**Exercise details:** Take from the listing each line that has the string "ToLatin".

**Given data:**
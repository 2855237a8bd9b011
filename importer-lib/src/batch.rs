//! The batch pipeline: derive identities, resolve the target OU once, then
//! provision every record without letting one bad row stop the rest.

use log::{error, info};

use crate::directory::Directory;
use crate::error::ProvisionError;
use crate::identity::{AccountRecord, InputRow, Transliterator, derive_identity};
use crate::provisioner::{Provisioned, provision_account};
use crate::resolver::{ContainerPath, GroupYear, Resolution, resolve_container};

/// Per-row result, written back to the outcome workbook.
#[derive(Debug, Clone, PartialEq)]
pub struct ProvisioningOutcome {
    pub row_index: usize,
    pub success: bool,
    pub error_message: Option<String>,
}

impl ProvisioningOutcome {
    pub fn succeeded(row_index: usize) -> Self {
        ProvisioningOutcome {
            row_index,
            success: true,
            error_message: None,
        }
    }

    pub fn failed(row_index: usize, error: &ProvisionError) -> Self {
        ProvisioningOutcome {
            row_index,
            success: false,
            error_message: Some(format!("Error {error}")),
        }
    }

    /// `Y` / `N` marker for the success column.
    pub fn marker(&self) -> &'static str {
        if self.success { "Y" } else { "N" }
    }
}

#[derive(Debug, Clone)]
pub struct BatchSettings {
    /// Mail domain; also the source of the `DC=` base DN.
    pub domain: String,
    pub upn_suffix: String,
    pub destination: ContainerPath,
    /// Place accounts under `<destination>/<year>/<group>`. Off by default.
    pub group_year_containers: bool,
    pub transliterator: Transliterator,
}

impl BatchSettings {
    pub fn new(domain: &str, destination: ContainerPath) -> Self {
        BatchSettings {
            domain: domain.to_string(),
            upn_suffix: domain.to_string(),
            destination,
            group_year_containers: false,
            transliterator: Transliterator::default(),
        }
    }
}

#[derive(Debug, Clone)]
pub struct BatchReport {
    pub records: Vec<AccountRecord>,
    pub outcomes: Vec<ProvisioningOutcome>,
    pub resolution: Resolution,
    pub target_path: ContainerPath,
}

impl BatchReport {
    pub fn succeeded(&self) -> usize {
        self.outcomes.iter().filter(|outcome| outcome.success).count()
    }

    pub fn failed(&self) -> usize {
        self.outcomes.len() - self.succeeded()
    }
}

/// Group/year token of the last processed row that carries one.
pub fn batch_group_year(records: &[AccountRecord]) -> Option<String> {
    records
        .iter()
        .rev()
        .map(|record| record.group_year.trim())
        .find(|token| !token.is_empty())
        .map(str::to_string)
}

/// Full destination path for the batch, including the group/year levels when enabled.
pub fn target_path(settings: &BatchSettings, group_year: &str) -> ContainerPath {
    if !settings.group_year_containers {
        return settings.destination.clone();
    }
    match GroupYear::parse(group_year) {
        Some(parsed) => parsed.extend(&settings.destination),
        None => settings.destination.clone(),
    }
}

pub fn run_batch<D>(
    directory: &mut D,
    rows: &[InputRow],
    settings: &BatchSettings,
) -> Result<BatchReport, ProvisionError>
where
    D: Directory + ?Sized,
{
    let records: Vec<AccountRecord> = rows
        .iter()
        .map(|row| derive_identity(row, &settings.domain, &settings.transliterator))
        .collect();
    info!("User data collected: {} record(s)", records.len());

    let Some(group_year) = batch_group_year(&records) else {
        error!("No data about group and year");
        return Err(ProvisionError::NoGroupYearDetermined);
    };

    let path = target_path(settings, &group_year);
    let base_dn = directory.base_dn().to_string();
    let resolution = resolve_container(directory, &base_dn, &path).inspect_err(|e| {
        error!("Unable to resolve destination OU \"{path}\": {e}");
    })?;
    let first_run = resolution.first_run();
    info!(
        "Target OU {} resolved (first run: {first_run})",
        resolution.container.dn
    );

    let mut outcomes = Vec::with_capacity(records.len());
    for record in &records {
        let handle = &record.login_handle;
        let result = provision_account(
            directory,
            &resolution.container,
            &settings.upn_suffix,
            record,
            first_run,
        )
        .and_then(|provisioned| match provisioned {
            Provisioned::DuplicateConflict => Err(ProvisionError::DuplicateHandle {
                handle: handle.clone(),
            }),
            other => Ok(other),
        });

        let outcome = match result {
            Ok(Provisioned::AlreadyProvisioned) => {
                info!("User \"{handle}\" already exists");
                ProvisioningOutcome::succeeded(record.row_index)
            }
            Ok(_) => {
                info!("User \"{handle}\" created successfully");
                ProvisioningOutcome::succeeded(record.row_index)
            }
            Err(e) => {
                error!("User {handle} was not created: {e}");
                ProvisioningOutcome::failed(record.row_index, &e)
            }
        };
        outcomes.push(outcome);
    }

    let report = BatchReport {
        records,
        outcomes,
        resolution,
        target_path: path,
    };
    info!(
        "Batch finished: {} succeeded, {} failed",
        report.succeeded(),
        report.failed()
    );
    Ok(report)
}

--

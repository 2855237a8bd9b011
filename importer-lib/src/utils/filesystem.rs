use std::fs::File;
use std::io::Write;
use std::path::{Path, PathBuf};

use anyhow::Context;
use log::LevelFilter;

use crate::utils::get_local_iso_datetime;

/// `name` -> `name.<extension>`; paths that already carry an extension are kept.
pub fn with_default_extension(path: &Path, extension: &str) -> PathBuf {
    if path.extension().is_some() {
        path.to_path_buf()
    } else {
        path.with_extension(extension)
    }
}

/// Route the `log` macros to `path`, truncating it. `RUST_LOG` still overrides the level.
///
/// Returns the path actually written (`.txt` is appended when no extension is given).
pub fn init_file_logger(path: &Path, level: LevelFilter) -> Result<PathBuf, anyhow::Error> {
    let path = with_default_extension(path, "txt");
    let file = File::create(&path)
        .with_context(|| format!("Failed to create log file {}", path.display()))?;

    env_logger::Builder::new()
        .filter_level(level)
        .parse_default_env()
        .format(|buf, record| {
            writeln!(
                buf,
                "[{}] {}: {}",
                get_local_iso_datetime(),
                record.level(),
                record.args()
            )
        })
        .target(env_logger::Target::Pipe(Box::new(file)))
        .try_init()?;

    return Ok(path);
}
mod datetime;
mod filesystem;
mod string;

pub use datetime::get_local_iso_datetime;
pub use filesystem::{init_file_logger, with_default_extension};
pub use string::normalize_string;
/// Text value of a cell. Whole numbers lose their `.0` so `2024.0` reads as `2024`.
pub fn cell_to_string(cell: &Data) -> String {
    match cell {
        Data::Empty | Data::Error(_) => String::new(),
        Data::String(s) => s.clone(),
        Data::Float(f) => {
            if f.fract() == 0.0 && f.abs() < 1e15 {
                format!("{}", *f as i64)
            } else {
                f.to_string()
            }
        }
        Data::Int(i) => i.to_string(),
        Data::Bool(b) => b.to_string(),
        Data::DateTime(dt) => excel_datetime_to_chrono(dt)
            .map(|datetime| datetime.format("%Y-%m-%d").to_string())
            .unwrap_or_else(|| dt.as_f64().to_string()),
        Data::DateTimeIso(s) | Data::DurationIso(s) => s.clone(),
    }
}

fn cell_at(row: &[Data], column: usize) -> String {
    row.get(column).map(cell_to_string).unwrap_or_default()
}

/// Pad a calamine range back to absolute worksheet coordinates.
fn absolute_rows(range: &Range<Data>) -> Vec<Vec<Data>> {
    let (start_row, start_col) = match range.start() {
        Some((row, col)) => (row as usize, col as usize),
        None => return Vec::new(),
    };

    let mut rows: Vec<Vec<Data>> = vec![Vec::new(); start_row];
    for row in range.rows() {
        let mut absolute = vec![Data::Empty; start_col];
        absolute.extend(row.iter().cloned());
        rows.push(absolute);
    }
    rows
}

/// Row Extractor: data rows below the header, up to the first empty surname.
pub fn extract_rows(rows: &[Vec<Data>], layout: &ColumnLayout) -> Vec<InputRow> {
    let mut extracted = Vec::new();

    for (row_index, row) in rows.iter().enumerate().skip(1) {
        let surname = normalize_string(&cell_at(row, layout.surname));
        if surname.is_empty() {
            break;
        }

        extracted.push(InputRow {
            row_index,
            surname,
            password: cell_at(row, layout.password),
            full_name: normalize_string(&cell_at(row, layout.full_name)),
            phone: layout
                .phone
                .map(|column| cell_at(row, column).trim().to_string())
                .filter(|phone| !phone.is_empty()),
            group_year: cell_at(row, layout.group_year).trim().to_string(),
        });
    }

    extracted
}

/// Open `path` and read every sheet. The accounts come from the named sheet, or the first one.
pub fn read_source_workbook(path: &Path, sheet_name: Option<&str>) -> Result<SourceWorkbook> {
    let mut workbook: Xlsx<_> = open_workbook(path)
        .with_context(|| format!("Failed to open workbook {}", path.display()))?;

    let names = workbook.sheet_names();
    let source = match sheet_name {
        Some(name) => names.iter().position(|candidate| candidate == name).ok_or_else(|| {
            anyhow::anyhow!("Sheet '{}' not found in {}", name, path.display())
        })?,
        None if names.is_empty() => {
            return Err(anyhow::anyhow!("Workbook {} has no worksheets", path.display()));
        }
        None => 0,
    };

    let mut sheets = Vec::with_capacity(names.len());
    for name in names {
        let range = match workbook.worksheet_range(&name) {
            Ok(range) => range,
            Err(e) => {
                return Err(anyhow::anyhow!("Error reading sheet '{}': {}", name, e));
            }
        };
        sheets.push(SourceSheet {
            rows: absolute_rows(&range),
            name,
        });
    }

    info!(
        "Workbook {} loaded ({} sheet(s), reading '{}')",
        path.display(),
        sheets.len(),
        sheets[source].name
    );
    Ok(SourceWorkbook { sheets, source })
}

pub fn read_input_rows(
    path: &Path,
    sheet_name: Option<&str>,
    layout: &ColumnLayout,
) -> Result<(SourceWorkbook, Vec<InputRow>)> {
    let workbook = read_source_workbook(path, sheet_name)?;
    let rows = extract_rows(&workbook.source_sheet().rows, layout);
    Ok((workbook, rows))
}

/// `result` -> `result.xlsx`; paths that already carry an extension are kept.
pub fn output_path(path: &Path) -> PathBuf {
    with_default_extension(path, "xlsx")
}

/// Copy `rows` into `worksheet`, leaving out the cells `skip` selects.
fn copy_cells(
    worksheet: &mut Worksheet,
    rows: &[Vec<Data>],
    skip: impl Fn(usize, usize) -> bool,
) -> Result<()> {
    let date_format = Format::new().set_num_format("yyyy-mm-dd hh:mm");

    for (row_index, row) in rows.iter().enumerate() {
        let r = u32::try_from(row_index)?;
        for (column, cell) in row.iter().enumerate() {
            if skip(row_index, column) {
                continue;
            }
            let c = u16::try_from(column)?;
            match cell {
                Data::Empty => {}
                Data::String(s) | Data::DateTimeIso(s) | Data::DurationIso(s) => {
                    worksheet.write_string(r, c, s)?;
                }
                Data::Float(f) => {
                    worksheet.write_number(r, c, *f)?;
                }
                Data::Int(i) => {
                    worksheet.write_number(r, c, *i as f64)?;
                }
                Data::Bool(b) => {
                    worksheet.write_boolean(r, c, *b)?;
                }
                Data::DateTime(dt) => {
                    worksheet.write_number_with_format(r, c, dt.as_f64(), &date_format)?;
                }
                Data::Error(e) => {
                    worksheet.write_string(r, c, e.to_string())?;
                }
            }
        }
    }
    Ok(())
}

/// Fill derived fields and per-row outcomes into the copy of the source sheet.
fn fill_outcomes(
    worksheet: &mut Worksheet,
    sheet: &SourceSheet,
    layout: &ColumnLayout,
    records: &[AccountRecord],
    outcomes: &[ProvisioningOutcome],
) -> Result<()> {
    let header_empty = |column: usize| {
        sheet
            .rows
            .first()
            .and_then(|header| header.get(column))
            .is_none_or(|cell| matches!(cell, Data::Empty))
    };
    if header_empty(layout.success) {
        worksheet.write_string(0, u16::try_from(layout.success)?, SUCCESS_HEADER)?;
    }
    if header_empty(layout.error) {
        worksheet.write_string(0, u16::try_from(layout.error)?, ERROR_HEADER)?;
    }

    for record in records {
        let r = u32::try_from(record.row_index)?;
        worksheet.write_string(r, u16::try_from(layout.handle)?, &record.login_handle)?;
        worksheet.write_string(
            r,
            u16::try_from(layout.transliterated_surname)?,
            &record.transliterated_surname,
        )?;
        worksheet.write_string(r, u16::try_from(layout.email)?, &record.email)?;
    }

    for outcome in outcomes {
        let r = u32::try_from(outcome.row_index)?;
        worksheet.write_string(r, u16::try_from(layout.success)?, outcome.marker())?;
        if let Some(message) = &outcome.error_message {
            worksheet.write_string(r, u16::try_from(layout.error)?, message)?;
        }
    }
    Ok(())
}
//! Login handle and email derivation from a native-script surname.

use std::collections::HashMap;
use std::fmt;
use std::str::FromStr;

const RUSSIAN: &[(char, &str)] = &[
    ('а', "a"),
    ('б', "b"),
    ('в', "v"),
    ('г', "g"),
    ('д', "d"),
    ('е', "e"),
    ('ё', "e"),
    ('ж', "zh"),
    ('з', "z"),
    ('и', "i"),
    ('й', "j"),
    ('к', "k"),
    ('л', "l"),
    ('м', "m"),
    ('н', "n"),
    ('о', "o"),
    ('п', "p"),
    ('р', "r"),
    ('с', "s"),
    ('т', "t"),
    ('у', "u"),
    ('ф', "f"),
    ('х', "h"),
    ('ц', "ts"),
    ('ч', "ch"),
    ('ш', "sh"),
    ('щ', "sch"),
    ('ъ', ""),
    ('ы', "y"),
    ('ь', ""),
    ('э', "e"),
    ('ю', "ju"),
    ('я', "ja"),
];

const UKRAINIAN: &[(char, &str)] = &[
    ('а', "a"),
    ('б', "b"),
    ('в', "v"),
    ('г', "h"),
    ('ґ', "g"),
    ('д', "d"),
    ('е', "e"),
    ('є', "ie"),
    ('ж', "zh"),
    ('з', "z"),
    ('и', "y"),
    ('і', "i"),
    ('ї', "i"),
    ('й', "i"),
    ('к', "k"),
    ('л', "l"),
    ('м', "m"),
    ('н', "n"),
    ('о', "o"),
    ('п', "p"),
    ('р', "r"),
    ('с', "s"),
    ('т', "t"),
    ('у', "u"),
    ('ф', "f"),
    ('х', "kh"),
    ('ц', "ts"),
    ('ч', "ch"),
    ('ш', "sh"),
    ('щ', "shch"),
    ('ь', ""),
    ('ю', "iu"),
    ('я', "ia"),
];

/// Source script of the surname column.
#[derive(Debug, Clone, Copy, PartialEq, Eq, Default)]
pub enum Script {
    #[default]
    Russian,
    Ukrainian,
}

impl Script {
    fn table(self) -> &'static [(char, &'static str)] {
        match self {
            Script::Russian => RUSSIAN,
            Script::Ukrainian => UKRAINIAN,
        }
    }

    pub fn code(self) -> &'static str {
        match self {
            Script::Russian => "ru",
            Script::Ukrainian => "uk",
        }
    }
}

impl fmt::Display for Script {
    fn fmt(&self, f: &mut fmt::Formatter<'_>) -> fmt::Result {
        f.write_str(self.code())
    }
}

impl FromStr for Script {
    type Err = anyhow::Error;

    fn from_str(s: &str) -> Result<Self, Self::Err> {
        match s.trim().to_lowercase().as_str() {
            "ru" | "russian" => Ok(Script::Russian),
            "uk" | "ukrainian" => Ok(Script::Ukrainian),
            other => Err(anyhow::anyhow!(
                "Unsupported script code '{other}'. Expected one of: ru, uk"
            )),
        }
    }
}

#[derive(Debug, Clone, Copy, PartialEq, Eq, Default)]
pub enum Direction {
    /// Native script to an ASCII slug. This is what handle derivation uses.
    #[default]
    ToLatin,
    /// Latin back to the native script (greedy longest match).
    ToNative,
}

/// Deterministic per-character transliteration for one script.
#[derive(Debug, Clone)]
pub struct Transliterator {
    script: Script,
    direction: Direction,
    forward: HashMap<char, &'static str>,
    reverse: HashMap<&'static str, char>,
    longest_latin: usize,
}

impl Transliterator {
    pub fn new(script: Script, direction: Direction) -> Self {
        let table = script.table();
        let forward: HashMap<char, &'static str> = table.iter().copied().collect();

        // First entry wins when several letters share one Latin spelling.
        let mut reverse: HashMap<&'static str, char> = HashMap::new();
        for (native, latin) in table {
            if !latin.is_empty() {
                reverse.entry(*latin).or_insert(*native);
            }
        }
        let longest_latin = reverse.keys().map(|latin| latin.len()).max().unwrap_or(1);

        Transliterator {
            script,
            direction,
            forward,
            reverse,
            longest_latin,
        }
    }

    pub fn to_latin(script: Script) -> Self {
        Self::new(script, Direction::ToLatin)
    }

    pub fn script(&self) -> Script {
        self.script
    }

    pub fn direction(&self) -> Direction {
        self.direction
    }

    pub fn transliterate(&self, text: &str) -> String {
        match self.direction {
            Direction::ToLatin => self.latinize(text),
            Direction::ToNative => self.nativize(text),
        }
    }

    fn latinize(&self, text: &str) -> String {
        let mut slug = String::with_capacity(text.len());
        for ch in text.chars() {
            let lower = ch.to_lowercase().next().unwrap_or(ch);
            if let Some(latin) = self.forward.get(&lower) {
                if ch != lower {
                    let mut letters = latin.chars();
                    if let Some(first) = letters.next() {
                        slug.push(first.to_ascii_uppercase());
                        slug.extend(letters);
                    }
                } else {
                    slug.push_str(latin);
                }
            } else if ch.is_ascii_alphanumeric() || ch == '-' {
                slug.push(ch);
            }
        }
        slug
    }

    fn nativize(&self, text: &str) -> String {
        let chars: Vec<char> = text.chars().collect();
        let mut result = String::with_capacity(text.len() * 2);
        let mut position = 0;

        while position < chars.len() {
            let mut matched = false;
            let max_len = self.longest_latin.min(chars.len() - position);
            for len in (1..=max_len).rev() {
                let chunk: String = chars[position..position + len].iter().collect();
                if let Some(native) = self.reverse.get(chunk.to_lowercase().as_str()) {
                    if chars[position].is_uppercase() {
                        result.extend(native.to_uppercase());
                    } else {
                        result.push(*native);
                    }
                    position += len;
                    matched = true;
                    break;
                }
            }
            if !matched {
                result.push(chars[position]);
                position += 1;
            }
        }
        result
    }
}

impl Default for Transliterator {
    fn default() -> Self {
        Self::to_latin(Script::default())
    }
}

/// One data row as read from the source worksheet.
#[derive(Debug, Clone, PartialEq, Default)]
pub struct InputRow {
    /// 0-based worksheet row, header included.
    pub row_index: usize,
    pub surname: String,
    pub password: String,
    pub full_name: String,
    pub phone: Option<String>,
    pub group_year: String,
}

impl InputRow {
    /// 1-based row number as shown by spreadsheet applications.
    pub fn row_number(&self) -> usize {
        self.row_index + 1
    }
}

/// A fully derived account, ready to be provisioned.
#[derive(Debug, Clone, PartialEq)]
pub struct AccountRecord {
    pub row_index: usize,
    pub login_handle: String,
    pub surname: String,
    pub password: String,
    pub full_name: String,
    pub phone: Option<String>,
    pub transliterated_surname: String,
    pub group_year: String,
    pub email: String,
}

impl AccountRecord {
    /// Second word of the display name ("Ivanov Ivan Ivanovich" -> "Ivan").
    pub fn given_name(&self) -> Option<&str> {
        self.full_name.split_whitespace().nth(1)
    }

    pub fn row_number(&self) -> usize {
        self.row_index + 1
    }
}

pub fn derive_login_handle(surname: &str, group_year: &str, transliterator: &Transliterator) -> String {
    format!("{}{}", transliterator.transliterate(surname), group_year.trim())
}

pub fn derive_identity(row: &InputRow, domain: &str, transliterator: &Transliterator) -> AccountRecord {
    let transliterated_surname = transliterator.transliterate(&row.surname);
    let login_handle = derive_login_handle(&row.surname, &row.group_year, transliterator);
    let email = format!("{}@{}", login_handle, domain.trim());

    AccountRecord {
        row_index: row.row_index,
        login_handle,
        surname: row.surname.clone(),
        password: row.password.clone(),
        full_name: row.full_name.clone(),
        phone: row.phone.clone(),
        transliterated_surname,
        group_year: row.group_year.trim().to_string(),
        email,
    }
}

**Completed task:**
    ToLatin,
        Self::new(script, Direction::ToLatin)
            Direction::ToLatin => self.latinize(text),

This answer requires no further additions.